The task
Could you filter the records below and return each line that holds "iter"?

Information provided START

//! Variant × sample genotype matrix with sparse storage.

use crate::data::variant::{VariantRecord, VariantTable};
use crate::error::{Result, SummaryError};
use serde::{Deserialize, Serialize};
use sprs::{CsMat, TriMat};
use std::collections::HashMap;
use std::fs::File;
use std::io::{BufRead, BufReader};
use std::path::Path;

/// Diploid (or haploid) genotype call reduced to what aggregation needs.
#[derive(Debug, Clone, Copy, PartialEq, Eq, Hash, Serialize, Deserialize)]
pub enum Genotype {
    HomRef,
    Het,
    HomVar,
    Missing,
}

impl Genotype {
    /// Storage code; `HomRef` is the implicit zero of the sparse matrix.
    fn code(self) -> u8 {
        match self {
            Self::HomRef => 0,
            Self::Het => 1,
            Self::HomVar => 2,
            Self::Missing => 3,
        }
    }

    fn from_code(code: u8) -> Self {
        match code {
            0 => Self::HomRef,
            1 => Self::Het,
            2 => Self::HomVar,
            _ => Self::Missing,
        }
    }

    /// Parse a VCF-style call such as `0/1`, `1|1`, `1` or `./.`.
    pub fn parse(call: &str) -> Option<Self> {
        let call = call.trim();
        if call.is_empty() || call.split(['/', '|']).any(|a| a == ".") {
            return Some(Self::Missing);
        }
        let mut n_ref = 0usize;
        let mut n_alt = 0usize;
        for allele in call.split(['/', '|']) {
            match allele.parse::<u32>().ok()? {
                0 => n_ref += 1,
                _ => n_alt += 1,
            }
        }
        Some(match (n_ref, n_alt) {
            (_, 0) => Self::HomRef,
            (0, _) => Self::HomVar,
            _ => Self::Het,
        })
    }

    pub fn is_defined(self) -> bool {
        self != Self::Missing
    }
}

/// Genotype calls for every variant row and sample column.
///
/// Rows carry the full variant annotations; columns are sample IDs.
/// Uses CSR format so that row-wise scans visit only non-reference calls.
#[derive(Debug, Clone)]
pub struct VariantMatrix {
    rows: Vec<VariantRecord>,
    sample_ids: Vec<String>,
    /// Sparse genotype codes (variants × samples).
    genotypes: CsMat<u8>,
}

impl VariantMatrix {
    pub fn new(
        rows: Vec<VariantRecord>,
        sample_ids: Vec<String>,
        genotypes: CsMat<u8>,
    ) -> Result<Self> {
        let (nrows, ncols) = genotypes.shape();
        if nrows != rows.len() {
            return Err(SummaryError::DimensionMismatch {
                expected: nrows,
                actual: rows.len(),
            });
        }
        if ncols != sample_ids.len() {
            return Err(SummaryError::DimensionMismatch {
                expected: ncols,
                actual: sample_ids.len(),
            });
        }
        Ok(Self {
            rows,
            sample_ids,
            genotypes,
        })
    }

    /// Build from dense per-row genotype vectors.
    pub fn from_dense(
        rows: Vec<VariantRecord>,
        sample_ids: Vec<String>,
        calls: &[Vec<Genotype>],
    ) -> Result<Self> {
        if calls.len() != rows.len() {
            return Err(SummaryError::DimensionMismatch {
                expected: rows.len(),
                actual: calls.len(),
            });
        }
        let n_samples = sample_ids.len();
        let mut tri_mat = TriMat::new((rows.len(), n_samples));
        for (row, row_calls) in calls.iter().enumerate() {
            if row_calls.len() != n_samples {
                return Err(SummaryError::DimensionMismatch {
                    expected: n_samples,
                    actual: row_calls.len(),
                });
            }
            for (col, gt) in row_calls.iter().enumerate() {
                if *gt != Genotype::HomRef {
                    tri_mat.add_triplet(row, col, gt.code());
                }
            }
        }
        Self::new(rows, sample_ids, tri_mat.to_csr())
    }

    /// Load genotypes from a TSV file and attach them to the variants of `table`.
    ///
    /// Expected format:
    /// - First row: `variant_id` followed by sample IDs
    /// - Subsequent rows: `contig:position:ref:alt` followed by calls
    ///
    /// Every variant of `table` must have a genotype row.
    pub fn from_tsv<P: AsRef<Path>>(table: VariantTable, path: P) -> Result<Self> {
        let reader = BufReader::new(File::open(path)?);
        let mut lines = reader.lines();

        let header_line = lines
            .next()
            .ok_or_else(|| SummaryError::EmptyData("Empty genotype TSV".to_string()))??;
        let header: Vec<&str> = header_line.split('\t').collect();
        if header.len() < 2 {
            return Err(SummaryError::EmptyData(
                "Genotype TSV must have at least one sample".to_string(),
            ));
        }
        let sample_ids: Vec<String> = header[1..].iter().map(|s| s.to_string()).collect();
        let n_samples = sample_ids.len();

        let row_index: HashMap<String, usize> = table
            .iter()
            .enumerate()
            .map(|(idx, rec)| (rec.variant_id(), idx))
            .collect();

        let mut seen = vec![false; table.len()];
        let mut tri_mat = TriMat::new((table.len(), n_samples));
        for (line_idx, line_result) in lines.enumerate() {
            let line = line_result?;
            if line.trim().is_empty() {
                continue;
            }
            let fields: Vec<&str> = line.split('\t').collect();
            let Some(&row) = row_index.get(fields[0]) else {
                tracing::debug!("Skipping genotypes for unknown variant {}", fields[0]);
                continue;
            };
            if fields.len() - 1 != n_samples {
                return Err(SummaryError::DimensionMismatch {
                    expected: n_samples,
                    actual: fields.len() - 1,
                });
            }
            if seen[row] {
                return Err(SummaryError::Parse {
                    line: line_idx + 2,
                    reason: format!("Duplicate genotypes for variant {}", fields[0]),
                });
            }
            seen[row] = true;
            for (col, call) in fields[1..].iter().enumerate() {
                let gt = Genotype::parse(call).ok_or_else(|| SummaryError::Parse {
                    line: line_idx + 2,
                    reason: format!("Invalid genotype '{}'", call),
                })?;
                if gt != Genotype::HomRef {
                    tri_mat.add_triplet(row, col, gt.code());
                }
            }
        }

        if let Some(missing) = seen.iter().position(|s| !s) {
            return Err(SummaryError::EmptyData(format!(
                "No genotypes for variant {}",
                table.records()[missing].variant_id()
            )));
        }

        Self::new(table.into_records(), sample_ids, tri_mat.to_csr())
    }

    /// Genotype at (row, col).
    #[inline]
    pub fn get(&self, row: usize, col: usize) -> Genotype {
        Genotype::from_code(self.genotypes.get(row, col).copied().unwrap_or(0))
    }

    #[inline]
    pub fn n_variants(&self) -> usize {
        self.rows.len()
    }

    #[inline]
    pub fn n_samples(&self) -> usize {
        self.sample_ids.len()
    }

    #[inline]
    pub fn rows(&self) -> &[VariantRecord] {
        &self.rows
    }

    #[inline]
    pub fn sample_ids(&self) -> &[String] {
        &self.sample_ids
    }

    /// Non-reference calls of one row as `(sample index, genotype)`.
    pub fn non_ref_calls(&self, row: usize) -> Vec<(usize, Genotype)> {
        self.genotypes
            .outer_view(row)
            .map(|v| {
                v.iter()
                    .map(|(col, &code)| (col, Genotype::from_code(code)))
                    .collect()
            })
            .unwrap_or_default()
    }

    /// Subset the matrix to the specified rows (by index).
    pub fn subset_rows(&self, indices: &[usize]) -> Result<Self> {
        let mut tri_mat = TriMat::new((indices.len(), self.n_samples()));
        let mut new_rows = Vec::with_capacity(indices.len());

        for (new_row, &old_row) in indices.iter().enumerate() {
            if old_row >= self.n_variants() {
                return Err(SummaryError::InvalidParameter(format!(
                    "Variant index {} out of bounds",
                    old_row
                )));
            }
            new_rows.push(self.rows[old_row].clone());
            for (col, gt) in self.non_ref_calls(old_row) {
                tri_mat.add_triplet(new_row, col, gt.code());
            }
        }

        Self::new(new_rows, self.sample_ids.clone(), tri_mat.to_csr())
    }
}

Information provided END

Written reply
        for (row, row_calls) in calls.iter().enumerate() {
            for (col, gt) in row_calls.iter().enumerate() {
        let sample_ids: Vec<String> = header[1..].iter().map(|s| s.to_string()).collect();
            .iter()
            for (col, call) in fields[1..].iter().enumerate() {
        if let Some(missing) = seen.iter().position(|s| !s) {
                v.iter()
        for (new_row, &old_row) in indices.iter().enumerate() {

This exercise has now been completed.